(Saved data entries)
┌──
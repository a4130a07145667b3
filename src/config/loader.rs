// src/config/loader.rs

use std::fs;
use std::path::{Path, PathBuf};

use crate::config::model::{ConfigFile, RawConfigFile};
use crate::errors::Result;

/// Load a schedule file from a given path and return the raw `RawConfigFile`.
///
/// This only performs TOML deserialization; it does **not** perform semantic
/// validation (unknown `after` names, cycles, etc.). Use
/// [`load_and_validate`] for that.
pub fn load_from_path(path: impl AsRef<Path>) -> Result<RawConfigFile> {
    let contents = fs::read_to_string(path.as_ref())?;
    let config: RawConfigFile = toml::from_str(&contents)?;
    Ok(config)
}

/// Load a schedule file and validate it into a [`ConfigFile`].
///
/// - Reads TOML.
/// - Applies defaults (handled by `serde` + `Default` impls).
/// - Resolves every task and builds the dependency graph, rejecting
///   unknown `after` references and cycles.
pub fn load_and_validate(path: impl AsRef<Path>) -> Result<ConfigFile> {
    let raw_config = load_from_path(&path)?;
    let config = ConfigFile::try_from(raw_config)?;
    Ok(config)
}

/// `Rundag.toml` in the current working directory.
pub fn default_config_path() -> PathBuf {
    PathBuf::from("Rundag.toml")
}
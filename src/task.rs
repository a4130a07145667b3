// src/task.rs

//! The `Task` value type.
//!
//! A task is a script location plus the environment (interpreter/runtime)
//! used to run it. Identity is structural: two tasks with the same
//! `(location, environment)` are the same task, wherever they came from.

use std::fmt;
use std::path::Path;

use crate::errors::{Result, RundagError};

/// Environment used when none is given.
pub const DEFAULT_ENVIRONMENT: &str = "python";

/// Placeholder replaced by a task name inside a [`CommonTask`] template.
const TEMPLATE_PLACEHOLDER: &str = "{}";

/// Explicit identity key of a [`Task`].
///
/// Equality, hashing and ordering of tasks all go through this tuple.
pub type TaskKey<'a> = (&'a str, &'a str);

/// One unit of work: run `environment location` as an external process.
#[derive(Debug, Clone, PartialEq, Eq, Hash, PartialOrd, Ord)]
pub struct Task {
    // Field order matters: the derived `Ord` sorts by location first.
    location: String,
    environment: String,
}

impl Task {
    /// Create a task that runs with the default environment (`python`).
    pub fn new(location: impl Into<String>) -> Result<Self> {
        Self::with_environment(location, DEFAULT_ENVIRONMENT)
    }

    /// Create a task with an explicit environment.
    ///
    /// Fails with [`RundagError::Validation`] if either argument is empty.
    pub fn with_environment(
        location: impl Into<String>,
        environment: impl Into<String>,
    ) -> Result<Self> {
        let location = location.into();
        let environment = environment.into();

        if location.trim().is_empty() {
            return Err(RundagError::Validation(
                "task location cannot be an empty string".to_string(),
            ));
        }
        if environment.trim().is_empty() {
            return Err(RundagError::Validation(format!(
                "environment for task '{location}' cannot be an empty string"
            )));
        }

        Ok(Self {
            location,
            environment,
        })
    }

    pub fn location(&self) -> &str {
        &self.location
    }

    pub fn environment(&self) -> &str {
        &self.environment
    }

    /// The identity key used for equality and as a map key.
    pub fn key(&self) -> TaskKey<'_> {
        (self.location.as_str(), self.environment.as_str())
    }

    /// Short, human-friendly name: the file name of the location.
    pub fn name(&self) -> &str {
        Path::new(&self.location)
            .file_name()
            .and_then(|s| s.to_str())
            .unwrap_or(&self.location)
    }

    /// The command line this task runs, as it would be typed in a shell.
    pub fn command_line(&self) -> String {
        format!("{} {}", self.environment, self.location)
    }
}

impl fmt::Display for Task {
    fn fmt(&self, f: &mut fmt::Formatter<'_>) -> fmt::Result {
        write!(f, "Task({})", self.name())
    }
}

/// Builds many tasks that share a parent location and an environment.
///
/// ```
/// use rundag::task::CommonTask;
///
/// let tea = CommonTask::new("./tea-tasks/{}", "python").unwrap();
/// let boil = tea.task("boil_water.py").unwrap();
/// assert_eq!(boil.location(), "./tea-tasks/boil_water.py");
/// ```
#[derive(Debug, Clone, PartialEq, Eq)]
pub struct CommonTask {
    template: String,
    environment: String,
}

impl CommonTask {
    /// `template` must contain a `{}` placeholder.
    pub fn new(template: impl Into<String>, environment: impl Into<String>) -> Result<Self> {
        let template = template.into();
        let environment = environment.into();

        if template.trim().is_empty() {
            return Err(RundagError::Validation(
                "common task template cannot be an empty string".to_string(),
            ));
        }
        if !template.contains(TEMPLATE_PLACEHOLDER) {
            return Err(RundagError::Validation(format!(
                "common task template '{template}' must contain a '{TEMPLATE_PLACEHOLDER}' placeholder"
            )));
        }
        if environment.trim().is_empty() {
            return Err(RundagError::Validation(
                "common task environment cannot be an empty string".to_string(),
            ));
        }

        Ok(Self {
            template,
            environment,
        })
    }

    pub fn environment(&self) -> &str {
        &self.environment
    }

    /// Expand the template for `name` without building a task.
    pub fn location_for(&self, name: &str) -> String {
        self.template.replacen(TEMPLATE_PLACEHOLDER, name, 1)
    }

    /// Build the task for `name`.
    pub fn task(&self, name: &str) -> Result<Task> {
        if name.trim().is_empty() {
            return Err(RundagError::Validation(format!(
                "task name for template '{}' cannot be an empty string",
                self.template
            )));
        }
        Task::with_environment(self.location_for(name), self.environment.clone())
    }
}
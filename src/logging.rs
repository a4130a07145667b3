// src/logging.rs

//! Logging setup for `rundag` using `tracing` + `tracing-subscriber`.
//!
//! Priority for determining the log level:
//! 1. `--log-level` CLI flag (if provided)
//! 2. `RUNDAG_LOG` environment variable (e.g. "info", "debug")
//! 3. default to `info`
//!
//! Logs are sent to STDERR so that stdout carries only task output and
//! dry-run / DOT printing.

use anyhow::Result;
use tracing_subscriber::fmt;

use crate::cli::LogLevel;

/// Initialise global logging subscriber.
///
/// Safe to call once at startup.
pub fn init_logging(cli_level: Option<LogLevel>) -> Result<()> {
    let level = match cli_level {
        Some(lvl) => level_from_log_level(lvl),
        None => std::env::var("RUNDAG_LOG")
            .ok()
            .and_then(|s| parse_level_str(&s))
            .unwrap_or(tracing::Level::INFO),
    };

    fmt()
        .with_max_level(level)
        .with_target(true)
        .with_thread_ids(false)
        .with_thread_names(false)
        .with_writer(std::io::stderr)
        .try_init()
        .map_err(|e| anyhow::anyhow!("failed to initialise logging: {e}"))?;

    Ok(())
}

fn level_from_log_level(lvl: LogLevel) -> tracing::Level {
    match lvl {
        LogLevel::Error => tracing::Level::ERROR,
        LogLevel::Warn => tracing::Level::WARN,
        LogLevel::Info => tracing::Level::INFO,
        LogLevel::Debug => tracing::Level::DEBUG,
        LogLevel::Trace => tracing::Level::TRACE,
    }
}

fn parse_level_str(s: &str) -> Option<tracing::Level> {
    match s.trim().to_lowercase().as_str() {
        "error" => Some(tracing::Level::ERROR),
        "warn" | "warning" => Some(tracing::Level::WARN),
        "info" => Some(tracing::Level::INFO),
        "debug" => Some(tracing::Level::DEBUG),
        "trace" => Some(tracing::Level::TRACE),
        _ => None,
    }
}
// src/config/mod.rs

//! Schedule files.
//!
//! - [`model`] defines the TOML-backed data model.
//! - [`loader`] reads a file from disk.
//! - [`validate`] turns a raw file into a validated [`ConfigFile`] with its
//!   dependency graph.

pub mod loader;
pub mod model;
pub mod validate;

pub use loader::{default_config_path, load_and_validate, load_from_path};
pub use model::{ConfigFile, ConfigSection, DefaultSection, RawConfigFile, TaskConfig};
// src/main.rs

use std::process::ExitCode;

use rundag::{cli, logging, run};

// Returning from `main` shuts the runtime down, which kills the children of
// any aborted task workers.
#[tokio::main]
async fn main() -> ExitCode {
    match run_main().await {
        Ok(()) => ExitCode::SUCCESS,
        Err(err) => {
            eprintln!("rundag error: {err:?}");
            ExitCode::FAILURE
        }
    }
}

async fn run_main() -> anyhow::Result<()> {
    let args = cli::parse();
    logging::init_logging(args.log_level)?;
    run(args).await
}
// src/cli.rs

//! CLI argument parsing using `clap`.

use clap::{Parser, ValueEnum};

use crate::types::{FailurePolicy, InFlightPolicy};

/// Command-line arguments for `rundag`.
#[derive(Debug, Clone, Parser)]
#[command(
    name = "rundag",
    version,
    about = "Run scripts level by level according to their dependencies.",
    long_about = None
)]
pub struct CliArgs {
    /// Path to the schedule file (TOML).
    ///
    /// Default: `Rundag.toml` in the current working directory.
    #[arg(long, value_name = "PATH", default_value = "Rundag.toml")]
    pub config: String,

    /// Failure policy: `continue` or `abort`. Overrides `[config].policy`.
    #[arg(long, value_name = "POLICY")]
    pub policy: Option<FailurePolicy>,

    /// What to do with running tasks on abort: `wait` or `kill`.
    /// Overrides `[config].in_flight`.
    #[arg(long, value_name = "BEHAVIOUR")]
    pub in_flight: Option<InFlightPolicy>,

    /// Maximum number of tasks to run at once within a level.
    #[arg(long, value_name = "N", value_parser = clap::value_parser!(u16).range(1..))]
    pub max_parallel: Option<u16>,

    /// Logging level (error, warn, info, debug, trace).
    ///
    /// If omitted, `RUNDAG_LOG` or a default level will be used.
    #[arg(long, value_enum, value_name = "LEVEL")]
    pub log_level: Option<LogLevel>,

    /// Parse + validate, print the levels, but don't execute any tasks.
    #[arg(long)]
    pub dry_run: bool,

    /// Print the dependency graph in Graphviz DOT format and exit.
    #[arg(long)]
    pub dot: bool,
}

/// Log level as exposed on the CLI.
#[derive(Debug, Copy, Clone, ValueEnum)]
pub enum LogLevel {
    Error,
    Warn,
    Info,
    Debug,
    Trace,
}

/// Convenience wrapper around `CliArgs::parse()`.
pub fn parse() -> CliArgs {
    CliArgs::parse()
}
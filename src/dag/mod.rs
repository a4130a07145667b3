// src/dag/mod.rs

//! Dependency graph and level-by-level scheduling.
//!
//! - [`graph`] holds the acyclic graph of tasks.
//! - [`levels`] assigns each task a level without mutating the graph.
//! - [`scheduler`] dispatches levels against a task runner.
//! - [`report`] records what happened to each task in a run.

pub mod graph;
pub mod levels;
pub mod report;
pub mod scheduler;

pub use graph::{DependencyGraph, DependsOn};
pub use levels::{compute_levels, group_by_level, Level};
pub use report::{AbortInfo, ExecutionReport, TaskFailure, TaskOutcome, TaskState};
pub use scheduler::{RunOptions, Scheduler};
└──
TASK GOAL:
Beginning with the line that has "pub mod model;" and ending with the line that has "let args = cli::parse();", set down the lines above exactly and include no others.

EXERCISE RESULT:
pub mod model;
pub mod validate;

pub use loader::{default_config_path, load_and_validate, load_from_path};
pub use model::{ConfigFile, ConfigSection, DefaultSection, RawConfigFile, TaskConfig};
// src/main.rs

use std::process::ExitCode;

use rundag::{cli, logging, run};

// Returning from `main` shuts the runtime down, which kills the children of
// any aborted task workers.
#[tokio::main]
async fn main() -> ExitCode {
    match run_main().await {
        Ok(()) => ExitCode::SUCCESS,
        Err(err) => {
            eprintln!("rundag error: {err:?}");
            ExitCode::FAILURE
        }
    }
}

async fn run_main() -> anyhow::Result<()> {
    let args = cli::parse();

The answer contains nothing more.